> Description of the task:
Your task is to copy each line of the material below that includes "true".

> Extracted entries:
--- START ---

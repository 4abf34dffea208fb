// SPDX-FileCopyrightText: 2026 GSI Helmholtzzentrum f. Schwerionenforschung GmbH, Darmstadt, Germany
// SPDX-License-Identifier: LGPL-3.0-or-later

//! Parsers for the `sinfo -l` partition listing and the `sinfo -Nel` node
//! listing.
//!
//! Both listings start with two header lines (a timestamp and the column
//! titles) followed by one whitespace-delimited record per line. A
//! malformed data line fails the whole parse; partial cluster state is
//! worse than no answer.

use serde::{Deserialize, Serialize};

use super::types::NodeState;
use crate::error::Error;
use crate::types::{split_node_list, JobSize, Megabyte, SlurmDuration};

/// Header lines preceding the data rows in both long listings.
const HEADER_LINES: usize = 2;

/// One row of the `sinfo -l` partition listing.
#[derive(Debug, Clone, PartialEq, Serialize, Deserialize)]
pub struct Partition {
    pub name: String,
    /// Whether this is the cluster's default partition (trailing `*` in the
    /// listing, stripped from `name`).
    pub default: bool,
    /// `true` for `up`, `false` for `down`.
    pub availability: bool,
    /// Maximum job run time; `None` when the listing reports `infinite`.
    pub time_limit: Option<SlurmDuration>,
    pub job_size: JobSize,
    /// Whether only user root may initiate jobs.
    pub root: bool,
    pub oversubscribe: bool,
    pub groups: String,
    pub nodes: u32,
    pub state: NodeState,
    pub node_list: Vec<String>,
}

/// One row of the `sinfo -Nel` node listing.
#[derive(Debug, Clone, PartialEq, Serialize, Deserialize)]
pub struct Node {
    pub name: String,
    pub nodes: u32,
    pub partition: String,
    pub state: NodeState,
    pub cpus: u32,
    /// Socket:core:thread layout as reported, e.g. `2:8:2`.
    pub socket_core_thread: String,
    pub memory: Megabyte,
    pub tmp_disk: u32,
    pub weight: u32,
    pub avail_features: String,
    pub reason: String,
}

/// Parse the output of `sinfo -l` into partition records.
pub fn parse_partitions(output: &str) -> Result<Vec<Partition>, Error> {
    data_lines(output)
        .map(|(line_no, raw)| parse_partition_line(line_no, raw))
        .collect()
}

/// Parse the output of `sinfo -Nel` into node records.
pub fn parse_nodes(output: &str) -> Result<Vec<Node>, Error> {
    data_lines(output)
        .map(|(line_no, raw)| parse_node_line(line_no, raw))
        .collect()
}

/// Iterate over the data lines with their 1-based line numbers, skipping the
/// fixed header and any blank trailing lines.
fn data_lines(output: &str) -> impl Iterator<Item = (usize, &str)> {
    output
        .lines()
        .enumerate()
        .skip(HEADER_LINES)
        .filter(|(_, l)| !l.trim().is_empty())
        .map(|(i, l)| (i + 1, l))
}

fn parse_partition_line(line_no: usize, raw: &str) -> Result<Partition, Error> {
    let err = |reason: String| Error::Parse {
        line: line_no,
        content: raw.to_string(),
        reason,
    };

    let fields: Vec<&str> = raw.split_whitespace().collect();
    if fields.len() != 10 {
        return Err(err(format!("expected 10 fields, got {}", fields.len())));
    }

    let (name, default) = strip_marker(fields[0]);
    let availability = fields[1] == "up";
    let time_limit = if fields[2] == "infinite" {
        None
    } else {
        Some(
            fields[2]
                .parse::<SlurmDuration>()
                .map_err(|_| err(format!("bad time limit {:?}", fields[2])))?,
        )
    };
    let job_size = fields[3]
        .parse::<JobSize>()
        .map_err(|_| err(format!("bad job size {:?}", fields[3])))?;
    let root = fields[4].eq_ignore_ascii_case("yes");
    let oversubscribe = fields[5].eq_ignore_ascii_case("yes");
    let nodes = fields[7]
        .parse()
        .map_err(|_| err(format!("bad node count {:?}", fields[7])))?;
    let (state, _) = strip_marker(fields[8]);
    let state = state
        .parse::<NodeState>()
        .map_err(|_| err(format!("unknown state {:?}", fields[8])))?;

    Ok(Partition {
        name: name.to_string(),
        default,
        availability,
        time_limit,
        job_size,
        root,
        oversubscribe,
        groups: fields[6].to_string(),
        nodes,
        state,
        node_list: split_node_list(fields[9]),
    })
}

fn parse_node_line(line_no: usize, raw: &str) -> Result<Node, Error> {
    let err = |reason: String| Error::Parse {
        line: line_no,
        content: raw.to_string(),
        reason,
    };

    let fields: Vec<&str> = raw.split_whitespace().collect();
    if fields.len() < 11 {
        return Err(err(format!("expected 11 fields, got {}", fields.len())));
    }

    let nodes = fields[1]
        .parse()
        .map_err(|_| err(format!("bad node count {:?}", fields[1])))?;
    let (state, _) = strip_marker(fields[3]);
    let state = state
        .parse::<NodeState>()
        .map_err(|_| err(format!("unknown state {:?}", fields[3])))?;
    let cpus = fields[4]
        .parse()
        .map_err(|_| err(format!("bad cpu count {:?}", fields[4])))?;
    let memory = Megabyte(
        fields[6]
            .parse()
            .map_err(|_| err(format!("bad memory size {:?}", fields[6])))?,
    );
    let tmp_disk = fields[7]
        .parse()
        .map_err(|_| err(format!("bad tmp disk size {:?}", fields[7])))?;
    let weight = fields[8]
        .parse()
        .map_err(|_| err(format!("bad weight {:?}", fields[8])))?;

    Ok(Node {
        name: fields[0].to_string(),
        nodes,
        partition: fields[2].to_string(),
        state,
        cpus,
        socket_core_thread: fields[5].to_string(),
        memory,
        tmp_disk,
        weight,
        avail_features: fields[9].to_string(),
        // The reason column may contain spaces; everything after the
        // features column belongs to it.
        reason: fields[10..].join(" "),
    })
}

/// Strip the trailing `*` marker (default partition, current state) if
/// present, reporting whether it was there.
fn strip_marker(field: &str) -> (&str, bool) {
    match field.strip_suffix('*') {
        Some(stripped) => (stripped, true),
        None => (field, false),
    }
}

#[cfg(test)]
mod tests {
    use super::*;

    const PARTITION_LISTING: &str = "\
Fri Jul 17 12:34:56 2026
PARTITION AVAIL  TIMELIMIT   JOB_SIZE ROOT OVERSUBS     GROUPS  NODES       STATE NODELIST
debug* up 1-00:00:00 1-10 no no all 2 idle node[1-2]
";

    const NODE_LISTING: &str = "\
Fri Jul 17 12:34:56 2026
NODELIST   NODES PARTITION       STATE CPUS    S:C:T MEMORY TMP_DISK WEIGHT AVAIL_FE REASON
node1 1 debug* idle 16 2:8:1 64000 0 1 (null) none
node2 1 debug* drained* 16 2:8:1 64000 0 1 (null) not responding
";

    #[test]
    fn test_partition_listing_scenario() {
        let partitions = parse_partitions(PARTITION_LISTING).unwrap();
        assert_eq!(partitions.len(), 1);

        let p = &partitions[0];
        assert_eq!(p.name, "debug");
        assert!(p.default);
        assert!(p.availability);
        assert_eq!(p.time_limit.unwrap().total_seconds(), 86_400);
        assert_eq!(p.job_size, JobSize { min: 1, max: Some(10) });
        assert!(!p.root);
        assert!(!p.oversubscribe);
        assert_eq!(p.groups, "all");
        assert_eq!(p.nodes, 2);
        assert_eq!(p.state, NodeState::Idle);
        assert_eq!(p.node_list, vec!["node[1-2]"]);
    }

    #[test]
    fn test_infinite_time_limit() {
        let listing = "\
header
header
main up infinite 1-infinite no yes all 64 alloc node[01-64]
";
        let partitions = parse_partitions(listing).unwrap();
        assert_eq!(partitions[0].time_limit, None);
        assert_eq!(partitions[0].job_size.max, None);
    }

    #[test]
    fn test_node_listing() {
        let nodes = parse_nodes(NODE_LISTING).unwrap();
        assert_eq!(nodes.len(), 2);

        assert_eq!(nodes[0].name, "node1");
        assert_eq!(nodes[0].state, NodeState::Idle);
        assert_eq!(nodes[0].memory, Megabyte(64_000));
        assert_eq!(nodes[0].socket_core_thread, "2:8:1");
        assert_eq!(nodes[0].reason, "none");

        // Trailing state marker is stripped, multi-word reason survives.
        assert_eq!(nodes[1].state, NodeState::Drained);
        assert_eq!(nodes[1].reason, "not responding");
    }

    #[test]
    fn test_malformed_line_fails_whole_parse() {
        let listing = "\
header
header
debug* up 1-00:00:00
";
        let err = parse_partitions(listing).unwrap_err();
        match err {
            Error::Parse { line, reason, .. } => {
                assert_eq!(line, 3);
                assert!(reason.contains("expected 10 fields"));
            }
            other => panic!("unexpected error: {other:?}"),
        }
    }

    #[test]
    fn test_unknown_state_fails_whole_parse() {
        let listing = "\
header
header
debug up 1:00:00 1-2 no no all 2 sideways node1
";
        assert!(matches!(
            parse_partitions(listing).unwrap_err(),
            Error::Parse { .. }
        ));
    }

    #[test]
    fn test_records_serialize_to_json() {
        let partitions = parse_partitions(PARTITION_LISTING).unwrap();
        let json = serde_json::to_string(&partitions).unwrap();
        assert!(json.contains("\"name\":\"debug\""));
        assert!(json.contains("\"default\":true"));
    }
}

--- END ---

> Your solution:
    /// `true` for `up`, `false` for `down`.
        Some(stripped) => (stripped, true),
        assert!(json.contains("\"default\":true"));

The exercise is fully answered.